Beneficial Garden

Insects



Beneficial Insects

There are many insect pests that like to wage war against our beloved brugmansia, or angel trumpets. But there are many insects that will help you in your war against the insects. These include assassin bugs, dragonflies, honeybees, hoverflies, lacewings, ladybugs, soldierbugs (be careful, soldierbugs look very similar to stinkbugs, but are good) parasitic wasps, (or braconid wasps),, and praying mantis.

It is good to use beneficial insects whenever possible, to fight other insects. This keeps down toxic chemcial use, (and costs) to you as a gardener, and is less harmful to the environment. Becoming familiar with what beneficial insects look like will help you to protect them, and help them breed by supplying them with living plants they need.

Learning the lifecycles of these good bugs is also important. You will be able to know by sight, the different larval/pupae stages that some insects go through before reaching adulthood. This also, keeps you from harming important insects, no matter what stage in their brief lives they are at.

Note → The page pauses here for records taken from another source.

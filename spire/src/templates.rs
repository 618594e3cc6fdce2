pub use askama::Template;

use crate::message::{NameId, Status};

#[derive(Template)]
#[template(path = "authn_request.xml")]
pub struct AuthnRequestTemplate<'a> {
    pub id: &'a str,
    pub issue_instant: String,
    pub destination: &'a str,
    pub issuer: &'a str,
    /// Where the IdP should POST its response.
    pub assertion_consumer_service_url: &'a str,
    pub force_authn: bool,
    /// Rendered as `NameIDPolicy` when set.
    pub name_id_format: Option<&'a str>,
    /// `AuthnContextClassRef` to request, if any.
    pub requested_authn_context: Option<&'a str>,
}

#[derive(Template)]
#[template(path = "logout_request.xml")]
pub struct LogoutRequestTemplate<'a> {
    pub id: &'a str,
    pub issue_instant: String,
    pub destination: &'a str,
    pub issuer: &'a str,
    pub name_id: &'a NameId,
    pub session_indexes: &'a [String],
}

#[derive(Template)]
#[template(path = "logout_response.xml")]
pub struct LogoutResponseTemplate<'a> {
    pub id: &'a str,
    pub in_response_to: Option<&'a str>,
    pub issue_instant: String,
    pub destination: &'a str,
    pub issuer: &'a str,
    pub status: &'a Status,
}

/// Template to render the SP metadata document.
#[derive(Template)]
#[template(path = "metadata.xml")]
pub struct Metadata<'a> {
    /// SP entity ID.
    pub entity_id: &'a str,
    /// Date until which the metadata is valid.
    pub valid_until: String,
    /// Base64 DER of the certificate used to sign requests and receive
    /// encrypted assertions.
    pub certificate: String,
    pub authn_requests_signed: bool,
    pub name_id_formats: Vec<&'a str>,
    /// Assertion consumer service, HTTP-POST.
    pub acs_url: String,
    /// Single logout service, HTTP-Redirect.
    pub slo_url: String,
}
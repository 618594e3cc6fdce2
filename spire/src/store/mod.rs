//! Storage module
//!
//! This module defines the traits for the state the service provider keeps
//! between requests: outstanding request IDs, sessions, the identity
//! directory and per-provider debug data. Based on the specified features a
//! store implementing them is exported.
use std::collections::BTreeMap;

use async_trait::async_trait;
use chrono::{DateTime, Duration, Utc};
use thiserror::Error;
use warp::Filter;

use crate::{
    identity::Identity,
    message::{Attributes, NameId},
    session::LocalSession,
};

/// Possible errors returned by the store. The important thing is that we're
/// differentiating between not found, a client error, and other failures, a
/// server error.
#[derive(Error, Debug)]
pub enum Error {
    /// Entity was not found.
    #[error("Could not find entity with ID {0}")]
    NotFound(String),
    /// Some other error prevented us from performing the action.
    #[error("Could not retrieve entity: {0}")]
    Failure(#[from] Box<dyn std::error::Error + Send + Sync>),
    /// A stored record could not be encoded or decoded.
    #[error("Could not encode entity: {0}")]
    Encoding(String),
}

/// Result of a store action.
pub type Result<T> = std::result::Result<T, Error>;

/// Correlation state for a request we sent and expect an answer to.
#[derive(Clone, Debug, PartialEq)]
pub struct OutstandingRequest {
    pub id: String,
    pub relay_state: Option<String>,
    /// Local session a LogoutRequest was sent on behalf of.
    pub session_id: Option<String>,
    pub created_at: DateTime<Utc>,
    pub expires_at: DateTime<Utc>,
}

#[async_trait]
pub trait RequestStore {
    /// Remember an outbound request ID for `ttl`.
    async fn save_request_id(
        &self,
        id: &str,
        relay_state: Option<&str>,
        session_id: Option<&str>,
        ttl: Duration,
    ) -> Result<()>;

    /// Take an outstanding request. A request can only be consumed once and
    /// an expired request is treated as unknown.
    async fn consume_request_id(&self, id: &str) -> Result<Option<OutstandingRequest>>;

    /// Record an assertion ID until `expires_at`. Returns `false` when the ID
    /// had already been recorded and is still live.
    async fn record_assertion_id(&self, id: &str, expires_at: DateTime<Utc>) -> Result<bool>;

    /// Drop request and assertion records that expired before `now`.
    /// Returns how many were removed.
    async fn purge_expired(&self, now: DateTime<Utc>) -> Result<usize>;
}

#[async_trait]
pub trait SessionStore {
    async fn create_session(&self, session: &LocalSession) -> Result<()>;

    async fn get_session(&self, token: &str) -> Result<Option<LocalSession>>;

    /// Remove a session. Removing an unknown session is not an error.
    async fn destroy_session(&self, token: &str) -> Result<()>;

    /// Sessions of `tenant` established by `idp_id` for exactly `name_id`.
    async fn sessions_for_name_id(
        &self,
        tenant: &str,
        idp_id: &str,
        name_id: &NameId,
    ) -> Result<Vec<LocalSession>>;

    /// Drop sessions created before `created_before`. Returns how many were
    /// removed.
    async fn purge_sessions(&self, created_before: DateTime<Utc>) -> Result<usize>;
}

/// The account directory the service provider logs people into.
#[async_trait]
pub trait IdentityDirectory {
    /// Find an identity, suspended or not.
    async fn find_identity(
        &self,
        tenant: &str,
        unique_id: &str,
        idp_id: &str,
    ) -> Result<Option<Identity>>;

    /// Create an identity for a first federated login.
    async fn provision_identity(
        &self,
        tenant: &str,
        unique_id: &str,
        idp_id: &str,
        attributes: &Attributes,
    ) -> Result<Identity>;

    /// Overwrite local attributes with values asserted by the IdP.
    async fn apply_federated_attributes(
        &self,
        identity: &Identity,
        updates: BTreeMap<String, String>,
    ) -> Result<Identity>;

    /// The "successful login" side effect.
    async fn record_login(&self, identity: &Identity, at: DateTime<Utc>) -> Result<()>;
}

/// Per identity provider scratch space for troubleshooting.
pub trait DebugLog {
    fn debug_set(&self, idp_id: &str, key: &str, value: &str) -> Result<()>;

    fn debug_get(&self, idp_id: &str, key: &str) -> Result<Option<String>>;
}

/// Everything the service provider needs from storage.
pub trait Store:
    RequestStore + SessionStore + IdentityDirectory + DebugLog + Clone + Send + Sync + 'static
{
}

impl<T> Store for T where
    T: RequestStore + SessionStore + IdentityDirectory + DebugLog + Clone + Send + Sync + 'static
{
}

#[cfg(not(feature = "data-in-memory"))]
compile_error!("A store implementation must be enabled, e.g. the data-in-memory feature");

#[cfg(feature = "data-in-memory")]
mod memory;

#[cfg(feature = "data-in-memory")]
pub use memory::Store as MemoryStore;

/// Remove everything that has expired, given how long sessions live.
#[tracing::instrument(level = "debug", skip(store), err)]
pub async fn purge_expired<S>(store: &S, session_lifetime: Duration) -> Result<usize>
where
    S: RequestStore + SessionStore + Sync,
{
    let now = Utc::now();
    let removed = store.purge_expired(now).await?
        + store.purge_sessions(now - session_lifetime).await?;
    if removed > 0 {
        tracing::info!("Purged {} expired records", removed);
    }
    Ok(removed)
}

/// Filter to inject the store into the request handler.
pub fn with_store<S: Store>(
    store: S,
) -> impl Filter<Extract = (S,), Error = std::convert::Infallible> + Clone {
    warp::any().map(move || store.clone())
}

Controlling many insect pests can be as easy as planting out beds of Asclepias. Asclepias make great attractors to ladybugs. After your beds are established and the plants are blooming, in come the asclepias bugs. These black and red bugs are targeted by ladybugs and their offspring. Keeping the asclepias plants growing creates a foodchain of sorts. The plant first supports the asclepias bug, which in turn draws in the ladybugs, whose young eat the junior asclepias bugs. After having asclepias plants in my garden for a year or so, I have found ladybugs and ladybug lions on almost all of my other garden plants, so they spread out and remain a force to be reckoned with. I hear many gardeners complain they buy ladybugs but then they leave their gardens. Not if you have asclepias! Where I live (zone 10A)my established beds of asclepias have kept ladybugs in all of my gardens year round. And Ladybugs eat aphids, (sometimes found on asclepias too) mealybugs, and many other soft bodied pest insects.

Another great factor in planting out asclepias plants, is they are the larval food of Monarch and Queen butterflies. And all sorts of butterflies drink nectar from the lovely flowers.

Walking Stick insects are also beneficial, preying on other pest insects that can and do invade your garden. Down here in South Florida, we have many species of them. A shy and solitary insect, they are hard to see, but if you have a large enough garden space with some undisturbed, taller plantings they will be attracted in and keep residence. Do not harm them if seen.

Placing out a small, undisturbed pond somewhere in the landscape will also help attract beneficial insects. To stop mosquitoes from breeding in it, add guppy fish. They are tropicals, and if you have a freezing winter, add a heater to it or remove fish come frosts and keep indoors until threat of last frost is over. But they will eat every mosquito larvae. And the pond will draw in dragonflies, frogs, toads, and other insects that eat the bad ones.

Plants beneficials need

Make sure to cultivate plants that attract them to your garden. Many are nectar feeders, others may like to lay their eggs on a particular species of plant. Most all are herbs and medicinal herbs, so you could benefit from growing them for you and your family too.
Chrysanthemum, Fennel, Mustard, Yarrow, Wormweed and Basil are a few plants that attract various beneficial insects. Other plants that will draw them in include daisies, mint, onion, garlic, dillweed, carrots, chives, marjoram, oregano, chamomile, marigold, coreopsis, tansy, sunflowers, goldenrod, caraway, anise, dandelion, clovers, buckwheat, loveage, bee balm, hyssop, lamb's quarters, catnip, lavendar, thyme and angelica.